[業界動向「M&Aでみる日本の産業新地図」]
2014年2月特大号 232号
(2014/01/15)
縮小する市場の中で
日本は2008年をピークに人口が減少、高齢化が進んでいることから、食品市場も縮小が避けられない。こうした中で食品メーカーの現状は、円安の進行による原料価格が上昇するものの、デフレの影響もあって製品価格への転嫁が難しいという状況にある。さらに小売業界を見ると、大手を核に再編が進んだことで、食品メーカーに対するバイイング・パワーを増加させているだけでなく、PB(プライベートブランド)商品の拡充を図る一方でNB(ナショナルブランド)商品の値下げ要求を強めている。ちなみに、PBの市場規模は07年に1兆6000億円であったものが15年には3兆円を超えるまでに拡大すると予測されている。PB商品は、基本的に、小売が商品の全量を買い取るため、メーカーは在庫管理コストや販促費を負担しないで済むというメリットがあるが、小売サイドのバイイング・パワーが強くなると仕入れ値を抑えられることになる。これに対応して、食品メーカーは価格競争を回避するために高付加価値商品の開発や新たな販路の開拓などに迫られている。

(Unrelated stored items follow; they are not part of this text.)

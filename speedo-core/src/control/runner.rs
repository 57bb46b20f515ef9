use std::fmt::Display;

use async_trait::async_trait;
use serde::{Deserialize, Serialize};
use thiserror::Error;

use crate::{store::StoreError, window::EngineError};

/// Random identity of one launched job instance
#[derive(Debug, Clone, Copy, PartialEq, Eq, Hash, Serialize, Deserialize)]
pub struct JobId(u64);

impl JobId {
    pub fn random() -> Self {
        Self(rand::random())
    }
}

impl Display for JobId {
    fn fmt(&self, f: &mut std::fmt::Formatter<'_>) -> std::fmt::Result {
        write!(f, "{:016x}", self.0)
    }
}

/// Opaque handle of a running job.
///
/// Only used for identity and logging, it can not cancel the job.
#[derive(Debug, Clone, PartialEq, Eq)]
pub struct JobHandle {
    id: JobId,
    target: String,
}

impl JobHandle {
    pub fn new(target: impl Into<String>) -> Self {
        Self {
            id: JobId::random(),
            target: target.into(),
        }
    }

    pub fn id(&self) -> JobId {
        self.id
    }

    pub fn target(&self) -> &str {
        &self.target
    }
}

#[derive(Debug, Error)]
pub enum LaunchError {
    #[error("No pipeline named `{0}`")]
    UnknownPipeline(String),
    #[error("Invalid arguments for `{target}`: {reason}")]
    InvalidArgs { target: String, reason: String },
    #[error("Error opening sample source: {0}")]
    Source(#[from] std::io::Error),
    #[error(transparent)]
    Engine(#[from] EngineError),
    #[error(transparent)]
    Store(#[from] StoreError),
}

/// Builds and launches the pipeline of a job.
///
/// A launched job can not be terminated through this trait.
#[async_trait]
pub trait JobRunner: Send + Sync + 'static {
    async fn launch(&self, target: &str, args: Option<&str>) -> Result<JobHandle, LaunchError>;
}
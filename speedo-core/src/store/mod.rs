//! Keyed store collaborator holding commands, positions and speeds.
//!
//! Values are stored as MessagePack bytes, every write is published to the
//! subscribers of its namespace.
use std::fmt::Display;

use async_trait::async_trait;
use serde::{de::DeserializeOwned, Deserialize, Serialize};
use thiserror::Error;

mod logger;
mod memory;

pub use logger::log_changes;
pub use memory::MemoryStore;

/// The maps of the store
#[derive(Debug, Clone, Copy, PartialEq, Eq, Hash, Serialize, Deserialize)]
pub enum Namespace {
    /// Job commands keyed by job name
    Command,
    /// Latest position sample keyed by entity
    Position,
    /// Latest speed observation keyed by entity
    Speed,
}

impl Namespace {
    pub fn name(&self) -> &'static str {
        match self {
            Namespace::Command => "command",
            Namespace::Position => "position",
            Namespace::Speed => "speed",
        }
    }
}

impl Display for Namespace {
    fn fmt(&self, f: &mut std::fmt::Formatter<'_>) -> std::fmt::Result {
        f.write_str(self.name())
    }
}

#[derive(Debug, Clone, Copy, PartialEq, Eq)]
pub enum ChangeKind {
    Added,
    Updated,
}

/// A single write to the store as seen by subscribers
#[derive(Debug, Clone, PartialEq)]
pub struct ChangeEvent {
    pub namespace: Namespace,
    pub key: String,
    pub value: Vec<u8>,
    pub kind: ChangeKind,
}

impl ChangeEvent {
    /// Decode the written value
    pub fn decode<T: DeserializeOwned>(&self) -> Result<T, StoreError> {
        decode(&self.value)
    }
}

#[derive(Debug, Error)]
pub enum StoreError {
    #[error("Error encoding value: {0}")]
    Encode(#[from] rmp_serde::encode::Error),
    #[error("Error decoding value: {0}")]
    Decode(#[from] rmp_serde::decode::Error),
}

pub fn encode<T: Serialize + ?Sized>(value: &T) -> Result<Vec<u8>, StoreError> {
    Ok(rmp_serde::to_vec(value)?)
}

pub fn decode<T: DeserializeOwned>(bytes: &[u8]) -> Result<T, StoreError> {
    Ok(rmp_serde::from_slice(bytes)?)
}

/// Stream of changes to one namespace.
///
/// Delivery is in write order, a subscription only sees writes made after
/// it was created.
pub struct Subscription {
    namespace: Namespace,
    events: flume::Receiver<ChangeEvent>,
}

impl Subscription {
    pub(crate) fn new(namespace: Namespace, events: flume::Receiver<ChangeEvent>) -> Self {
        Self { namespace, events }
    }

    pub fn namespace(&self) -> Namespace {
        self.namespace
    }

    /// Wait for the next change, `None` once the store is gone
    pub async fn next(&self) -> Option<ChangeEvent> {
        self.events.recv_async().await.ok()
    }

    /// Next change if one is already buffered
    pub fn try_next(&self) -> Option<ChangeEvent> {
        self.events.try_recv().ok()
    }
}

/// A keyed map of byte values with change subscriptions per namespace
#[async_trait]
pub trait Store: Send + Sync + 'static {
    /// Write a value, replacing any previous value of the key
    async fn put(&self, namespace: Namespace, key: &str, value: Vec<u8>) -> Result<(), StoreError>;

    async fn get(&self, namespace: Namespace, key: &str) -> Result<Option<Vec<u8>>, StoreError>;

    /// Receive every future write to `namespace`
    async fn subscribe(&self, namespace: Namespace) -> Result<Subscription, StoreError>;
}

/// Typed access to a [Store]
#[async_trait]
pub trait StoreExt: Store {
    async fn put_value<T: Serialize + Sync + ?Sized>(
        &self,
        namespace: Namespace,
        key: &str,
        value: &T,
    ) -> Result<(), StoreError> {
        self.put(namespace, key, encode(value)?).await
    }

    async fn get_value<T: DeserializeOwned + Send>(
        &self,
        namespace: Namespace,
        key: &str,
    ) -> Result<Option<T>, StoreError> {
        match self.get(namespace, key).await? {
            Some(bytes) => Ok(Some(decode(&bytes)?)),
            None => Ok(None),
        }
    }
}

impl<S: Store + ?Sized> StoreExt for S {}
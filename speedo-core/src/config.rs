//! Environment configuration of a speedo node
use envconfig::Envconfig;

use crate::window::{
    EngineSettings, ShardRouting, SlidingWindows, WatermarkPolicy, WindowConfigError,
};

#[derive(Debug, Envconfig)]
pub struct SpeedoConfig {
    #[envconfig(nested)]
    pub window: WindowConfig,

    #[envconfig(nested)]
    pub engine: EngineConfig,

    #[envconfig(nested)]
    pub control: ControlConfig,
}

#[derive(Debug, Envconfig)]
pub struct WindowConfig {
    /// Length of a window in milliseconds
    #[envconfig(from = "SPEEDO_WINDOW_SIZE_MS", default = "300000")]
    pub size_ms: i64,
    /// Distance between window starts in milliseconds
    #[envconfig(from = "SPEEDO_WINDOW_SLIDE_MS", default = "60000")]
    pub slide_ms: i64,
    /// How far behind the latest event time samples are still accepted
    #[envconfig(from = "SPEEDO_ALLOWED_LAG_MS", default = "0")]
    pub allowed_lag_ms: i64,
    /// Only advance the watermark when a new slide frame is entered
    #[envconfig(from = "SPEEDO_EMIT_BY_FRAME", default = "true")]
    pub emit_by_frame: bool,
}

#[derive(Debug, Envconfig)]
pub struct EngineConfig {
    /// Worker shards of the windowing engine
    #[envconfig(from = "SPEEDO_SHARDS", default = "4")]
    pub shards: usize,
    /// `key` or `round-robin`
    #[envconfig(from = "SPEEDO_SHARD_ROUTING", default = "key")]
    pub routing: ShardRouting,
    /// max messages queued per shard
    #[envconfig(from = "SPEEDO_CHANNEL_CAPACITY", default = "1024")]
    pub channel_capacity: usize,
}

#[derive(Debug, Envconfig)]
pub struct ControlConfig {
    /// Serialized dispatcher partitions
    #[envconfig(from = "SPEEDO_DISPATCH_PARTITIONS", default = "3")]
    pub dispatch_partitions: usize,
    /// Log every change of the position namespace
    #[envconfig(from = "SPEEDO_LOG_POSITIONS", default = "false")]
    pub log_positions: bool,
}

impl Default for SpeedoConfig {
    fn default() -> Self {
        Self {
            window: WindowConfig {
                size_ms: 300_000,
                slide_ms: 60_000,
                allowed_lag_ms: 0,
                emit_by_frame: true,
            },
            engine: EngineConfig {
                shards: 4,
                routing: ShardRouting::Key,
                channel_capacity: 1024,
            },
            control: ControlConfig {
                dispatch_partitions: 3,
                log_positions: false,
            },
        }
    }
}

impl WindowConfig {
    pub fn sliding_windows(&self) -> Result<SlidingWindows, WindowConfigError> {
        SlidingWindows::from_millis(self.size_ms, self.slide_ms)
    }

    pub fn watermark_policy(&self, windows: &SlidingWindows) -> WatermarkPolicy {
        let policy = WatermarkPolicy::with_fixed_lag(self.allowed_lag_ms);
        if self.emit_by_frame {
            policy.emit_by_frame(windows)
        } else {
            policy
        }
    }
}

impl SpeedoConfig {
    /// Validated settings of the windowing engine
    pub fn engine_settings(&self) -> Result<EngineSettings, WindowConfigError> {
        let windows = self.window.sliding_windows()?;
        Ok(EngineSettings::builder()
            .windows(windows)
            .watermark(self.window.watermark_policy(&windows))
            .shards(self.engine.shards)
            .routing(self.engine.routing)
            .channel_capacity(self.engine.channel_capacity)
            .build())
    }
}

#[cfg(test)]
mod tests {
    use std::collections::HashMap;

    use super::*;

    #[test]
    fn environment_defaults_match_default() {
        let from_env = SpeedoConfig::init_from_hashmap(&HashMap::new()).unwrap();
        let default = SpeedoConfig::default();
        assert_eq!(from_env.window.size_ms, default.window.size_ms);
        assert_eq!(from_env.window.slide_ms, default.window.slide_ms);
        assert_eq!(from_env.window.allowed_lag_ms, default.window.allowed_lag_ms);
        assert_eq!(from_env.window.emit_by_frame, default.window.emit_by_frame);
        assert_eq!(from_env.engine.shards, default.engine.shards);
        assert_eq!(from_env.engine.routing, default.engine.routing);
        assert_eq!(
            from_env.engine.channel_capacity,
            default.engine.channel_capacity
        );
        assert_eq!(
            from_env.control.dispatch_partitions,
            default.control.dispatch_partitions
        );
        assert_eq!(from_env.control.log_positions, default.control.log_positions);
    }

    #[test]
    fn reads_overrides() {
        let env = HashMap::from([
            ("SPEEDO_WINDOW_SIZE_MS".to_owned(), "120000".to_owned()),
            ("SPEEDO_WINDOW_SLIDE_MS".to_owned(), "30000".to_owned()),
            ("SPEEDO_SHARD_ROUTING".to_owned(), "round-robin".to_owned()),
            ("SPEEDO_SHARDS".to_owned(), "2".to_owned()),
        ]);
        let config = SpeedoConfig::init_from_hashmap(&env).unwrap();
        let settings = config.engine_settings().unwrap();
        assert_eq!(settings.windows().size(), 120_000);
        assert_eq!(settings.windows().slide(), 30_000);
        assert_eq!(settings.windows().windows_per_sample(), 4);
        assert_eq!(settings.routing(), ShardRouting::RoundRobin);
        assert_eq!(settings.shards(), 2);
    }

    #[test]
    fn rejects_invalid_windows() {
        let mut config = SpeedoConfig::default();
        config.window.slide_ms = 0;
        assert!(matches!(
            config.engine_settings(),
            Err(WindowConfigError::NonPositiveSlide(0))
        ));
    }

    #[test]
    fn rejects_unknown_routing() {
        let env = HashMap::from([("SPEEDO_SHARD_ROUTING".to_owned(), "random".to_owned())]);
        assert!(SpeedoConfig::init_from_hashmap(&env).is_err());
    }
}
use tracing::{debug, warn};

use crate::{
    store::{Namespace, Store, StoreError, StoreExt},
    types::PositionSample,
};

use super::SampleSource;

/// Counters of a finished ingest run
#[derive(Debug, Clone, Copy, Default, PartialEq, Eq)]
pub struct IngestStats {
    /// Samples written to the position namespace
    pub accepted: u64,
    /// Points dropped because they could not be decoded
    pub malformed: u64,
}

/// Validate every point of the source and write the valid samples to the
/// position namespace, keyed by entity.
///
/// Malformed points are logged and skipped. Returns once the source is
/// exhausted.
pub async fn run_ingest<S>(
    mut source: Box<dyn SampleSource>,
    store: &S,
) -> Result<IngestStats, StoreError>
where
    S: Store + ?Sized,
{
    let mut stats = IngestStats::default();
    while let Some(raw) = source.next().await {
        let key = raw.key.clone();
        match PositionSample::try_from(raw) {
            Ok(sample) => {
                debug!(
                    key = sample.key(),
                    lat = sample.latitude_deg(),
                    lon = sample.longitude_deg(),
                    time = sample.event_time(),
                    "Ingested position"
                );
                store
                    .put_value(Namespace::Position, sample.key(), &sample)
                    .await?;
                stats.accepted += 1;
            }
            Err(e) => {
                warn!(key = ?key, "Dropping malformed track point: {e}");
                stats.malformed += 1;
            }
        }
    }
    Ok(stats)
}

「こうした厳しい経営環境の中で、食品メーカーが取り得る戦略としては、3つあります。第1に新興国を中心に海外に新たな市場を開拓すること。第2に付加価値の高い商品を開発して消費者をつかむこと。そして第3は、本来もっと起こらなければいけないことですが、経営統合を進めることで経営効率を高め、コストを下げていくことです」と、モルガン・スタンレーMUFG証券調査統括本部株式調査部 エグゼクティブ ディレクターの出村泰三氏は語る。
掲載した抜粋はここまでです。